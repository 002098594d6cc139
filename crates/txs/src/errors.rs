//! The bridge transaction error taxonomy.

use pegbridge_db::DbError;
use pegbridge_ledger_types::LedgerError;
use pegbridge_tracker_types::{TrackerError, TrackerName, VoteError};
use thiserror::Error;

#[derive(Debug, Clone, Error)]
pub enum TxError {
    /// The payload did not deserialize as the declared transaction type.
    #[error("wrong tx type: {0}")]
    WrongTxType(String),

    /// A required field is absent or structurally invalid.
    #[error("missing or invalid data: {0}")]
    MissingData(String),

    /// Signer set or signature verification failed.
    #[error("invalid signature: {0}")]
    InvalidSignature(String),

    /// The offered fee does not meet the configured minimum.
    #[error("insufficient fee: {0}")]
    InsufficientFee(String),

    /// The tracker is unknown or already owned by an in-flight process.
    #[error("tracker not available: {0}")]
    TrackerUnavailable(TrackerName),

    /// The embedded external transaction violates a tracker invariant.
    #[error("tracker mismatch: {0}")]
    TrackerMismatch(#[from] TrackerError),

    /// Finality-vote bookkeeping failed (duplicate vote, bad index, unknown
    /// voter).
    #[error("vote rejected: {0}")]
    VoteRejected(#[from] VoteError),

    /// The balance ledger refused the mint/burn/fee effect.
    #[error("ledger error: {0}")]
    Ledger(#[from] LedgerError),

    /// The tracker store failed.
    #[error("store error: {0}")]
    Store(#[from] DbError),
}
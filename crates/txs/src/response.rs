//! Structured handler responses.

use serde::{Deserialize, Serialize};

/// Key/value tag attached to a response, used for external indexing and
/// auditing.
#[derive(Clone, Debug, Eq, PartialEq, Serialize, Deserialize)]
pub struct KvPair {
    pub key: String,
    pub value: String,
}

impl KvPair {
    pub fn new(key: impl Into<String>, value: impl Into<String>) -> Self {
        Self {
            key: key.into(),
            value: value.into(),
        }
    }
}

/// Outcome of a handler invocation.
///
/// Every response carries a human-readable log and a `tx.type` tag; the
/// pipeline surfaces both to external indexers.
#[derive(Clone, Debug, Default, Eq, PartialEq, Serialize, Deserialize)]
pub struct Response {
    pub log: String,
    pub info: String,
    pub gas_wanted: u64,
    pub gas_used: u64,
    pub tags: Vec<KvPair>,
}

impl Response {
    pub fn with_log(log: impl Into<String>) -> Self {
        Self {
            log: log.into(),
            ..Default::default()
        }
    }

    pub fn tagged(mut self, tags: Vec<KvPair>) -> Self {
        self.tags = tags;
        self
    }

    /// Whether a tag with the given key is present.
    pub fn has_tag(&self, key: &str) -> bool {
        self.tags.iter().any(|t| t.key == key)
    }
}
//! In-memory tracker store stub for tests and local tooling.

use std::collections::BTreeMap;
use std::sync::atomic::{AtomicBool, Ordering};

use parking_lot::RwLock;
use pegbridge_tracker_types::{Tracker, TrackerName};

use crate::{DbError, DbResult, TrackerDatabase};

/// Map-backed [`TrackerDatabase`].
///
/// Writes can be made to fail on demand, which the handler tests use to check
/// that a store failure never leaves a half-applied balance effect behind.
#[derive(Debug, Default)]
pub struct StubTrackerDb {
    trackers: RwLock<BTreeMap<TrackerName, Tracker>>,
    fail_writes: AtomicBool,
}

impl StubTrackerDb {
    pub fn new() -> Self {
        Self::default()
    }

    /// Makes every subsequent `put_tracker` fail until reset.
    pub fn set_fail_writes(&self, fail: bool) {
        self.fail_writes.store(fail, Ordering::SeqCst);
    }
}

impl TrackerDatabase for StubTrackerDb {
    fn get_tracker(&self, name: &TrackerName) -> DbResult<Option<Tracker>> {
        Ok(self.trackers.read().get(name).cloned())
    }

    fn put_tracker(&self, tracker: Tracker) -> DbResult<()> {
        if self.fail_writes.load(Ordering::SeqCst) {
            return Err(DbError::WriteFailed("injected write failure".to_owned()));
        }
        self.trackers
            .write()
            .insert(tracker.name().clone(), tracker);
        Ok(())
    }
}
//! External-chain transaction references and the raw transaction wrapper.

use arbitrary::Arbitrary;
use bitcoin::{
    absolute::LockTime,
    consensus::{deserialize, encode, serialize},
    hashes::Hash,
    transaction::Version,
    Amount, OutPoint, ScriptBuf, Sequence, Transaction, TxIn, TxOut, Txid, Witness,
};
use borsh::{BorshDeserialize, BorshSerialize};
use serde::{Deserialize, Serialize};

use crate::buf::Buf32;

/// Id of a transaction on the external chain.
#[derive(
    Clone,
    Copy,
    Eq,
    PartialEq,
    Ord,
    PartialOrd,
    Hash,
    Arbitrary,
    BorshSerialize,
    BorshDeserialize,
    Serialize,
    Deserialize,
)]
pub struct ExternalTxid(Buf32);

impl_buf_wrapper!(ExternalTxid, Buf32, 32);

impl From<Txid> for ExternalTxid {
    fn from(value: Txid) -> Self {
        Self(Buf32::new(value.to_byte_array()))
    }
}

impl From<ExternalTxid> for Txid {
    fn from(value: ExternalTxid) -> Self {
        Txid::from_byte_array(value.0.into())
    }
}

/// Reference to a specific output of an external-chain transaction.
#[derive(
    Clone,
    Copy,
    Debug,
    Eq,
    PartialEq,
    Hash,
    Arbitrary,
    BorshSerialize,
    BorshDeserialize,
    Serialize,
    Deserialize,
)]
pub struct OutputRef {
    txid: ExternalTxid,
    vout: u32,
}

impl OutputRef {
    pub fn new(txid: ExternalTxid, vout: u32) -> Self {
        Self { txid, vout }
    }

    pub fn txid(&self) -> &ExternalTxid {
        &self.txid
    }

    pub fn vout(&self) -> u32 {
        self.vout
    }

    pub fn outpoint(&self) -> OutPoint {
        OutPoint {
            txid: (*self.txid()).into(),
            vout: self.vout,
        }
    }
}

impl From<OutPoint> for OutputRef {
    fn from(value: OutPoint) -> Self {
        Self {
            txid: value.txid.into(),
            vout: value.vout,
        }
    }
}

impl ::core::fmt::Display for OutputRef {
    fn fmt(&self, f: &mut ::core::fmt::Formatter<'_>) -> ::core::fmt::Result {
        write!(f, "{}:{}", self.txid, self.vout)
    }
}

/// Represents a raw, byte-encoded external-chain transaction with custom
/// [`Arbitrary`] support. Provides conversions (via [`TryFrom`]) to and from
/// [`Transaction`].
#[derive(Debug, Clone, PartialEq, Eq, Serialize, Deserialize, BorshSerialize, BorshDeserialize)]
pub struct RawExternalTx(Vec<u8>);

impl RawExternalTx {
    /// Creates a new `RawExternalTx` from a raw byte vector.
    pub fn from_raw_bytes(bytes: Vec<u8>) -> Self {
        RawExternalTx(bytes)
    }

    pub fn as_bytes(&self) -> &[u8] {
        &self.0
    }
}

impl From<Transaction> for RawExternalTx {
    fn from(value: Transaction) -> Self {
        Self(serialize(&value))
    }
}

impl TryFrom<RawExternalTx> for Transaction {
    type Error = encode::Error;
    fn try_from(value: RawExternalTx) -> Result<Self, Self::Error> {
        deserialize(&value.0)
    }
}

impl TryFrom<&RawExternalTx> for Transaction {
    type Error = encode::Error;
    fn try_from(value: &RawExternalTx) -> Result<Self, Self::Error> {
        deserialize(&value.0)
    }
}

impl<'a> Arbitrary<'a> for RawExternalTx {
    fn arbitrary(u: &mut arbitrary::Unstructured<'a>) -> arbitrary::Result<Self> {
        // Random number of inputs and outputs (bounded for simplicity)
        let input_count = u.int_in_range::<usize>(1..=4)?;
        let output_count = u.int_in_range::<usize>(1..=4)?;

        // Build random inputs
        let mut inputs = Vec::with_capacity(input_count);
        for _ in 0..input_count {
            let mut txid_bytes = [0u8; 32];
            u.fill_buffer(&mut txid_bytes)?;
            let txid = Txid::from_byte_array(txid_bytes);

            let vout = u32::arbitrary(u)?;

            let script_sig_size = u.int_in_range::<usize>(0..=50)?;
            let script_sig_bytes = u.bytes(script_sig_size)?;
            let script_sig = ScriptBuf::from_bytes(script_sig_bytes.to_vec());

            inputs.push(TxIn {
                previous_output: OutPoint { txid, vout },
                script_sig,
                sequence: Sequence::MAX,
                witness: Witness::default(),
            });
        }

        // Build random outputs
        let mut outputs = Vec::with_capacity(output_count);
        for _ in 0..output_count {
            let value = Amount::from_sat(u64::arbitrary(u)?);

            let script_pubkey_size = u.int_in_range::<usize>(0..=50)?;
            let script_pubkey_bytes = u.bytes(script_pubkey_size)?;
            let script_pubkey = ScriptBuf::from(script_pubkey_bytes.to_vec());

            outputs.push(TxOut {
                value,
                script_pubkey,
            });
        }

        let tx = Transaction {
            version: Version::ONE,
            lock_time: LockTime::ZERO,
            input: inputs,
            output: outputs,
        };

        Ok(tx.into())
    }
}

**Problem details:** Your answer should be the exact lines above from the one with "the configured minimum." through the one with "key is present.", both included, and nothing besides.

**Reply to the exercise:**
    /// The offered fee does not meet the configured minimum.
    #[error("insufficient fee: {0}")]
    InsufficientFee(String),

    /// The tracker is unknown or already owned by an in-flight process.
    #[error("tracker not available: {0}")]
    TrackerUnavailable(TrackerName),

    /// The embedded external transaction violates a tracker invariant.
    #[error("tracker mismatch: {0}")]
    TrackerMismatch(#[from] TrackerError),

    /// Finality-vote bookkeeping failed (duplicate vote, bad index, unknown
    /// voter).
    #[error("vote rejected: {0}")]
    VoteRejected(#[from] VoteError),

    /// The balance ledger refused the mint/burn/fee effect.
    #[error("ledger error: {0}")]
    Ledger(#[from] LedgerError),

    /// The tracker store failed.
    #[error("store error: {0}")]
    Store(#[from] DbError),
}
filename crates/txs/src/response.rs
//! Structured handler responses.

use serde::{Deserialize, Serialize};

/// Key/value tag attached to a response, used for external indexing and
/// auditing.
#[derive(Clone, Debug, Eq, PartialEq, Serialize, Deserialize)]
pub struct KvPair {
    pub key: String,
    pub value: String,
}

impl KvPair {
    pub fn new(key: impl Into<String>, value: impl Into<String>) -> Self {
        Self {
            key: key.into(),
            value: value.into(),
        }
    }
}

/// Outcome of a handler invocation.
///
/// Every response carries a human-readable log and a `tx.type` tag; the
/// pipeline surfaces both to external indexers.
#[derive(Clone, Debug, Default, Eq, PartialEq, Serialize, Deserialize)]
pub struct Response {
    pub log: String,
    pub info: String,
    pub gas_wanted: u64,
    pub gas_used: u64,
    pub tags: Vec<KvPair>,
}

impl Response {
    pub fn with_log(log: impl Into<String>) -> Self {
        Self {
            log: log.into(),
            ..Default::default()
        }
    }

    pub fn tagged(mut self, tags: Vec<KvPair>) -> Self {
        self.tags = tags;
        self
    }

    /// Whether a tag with the given key is present.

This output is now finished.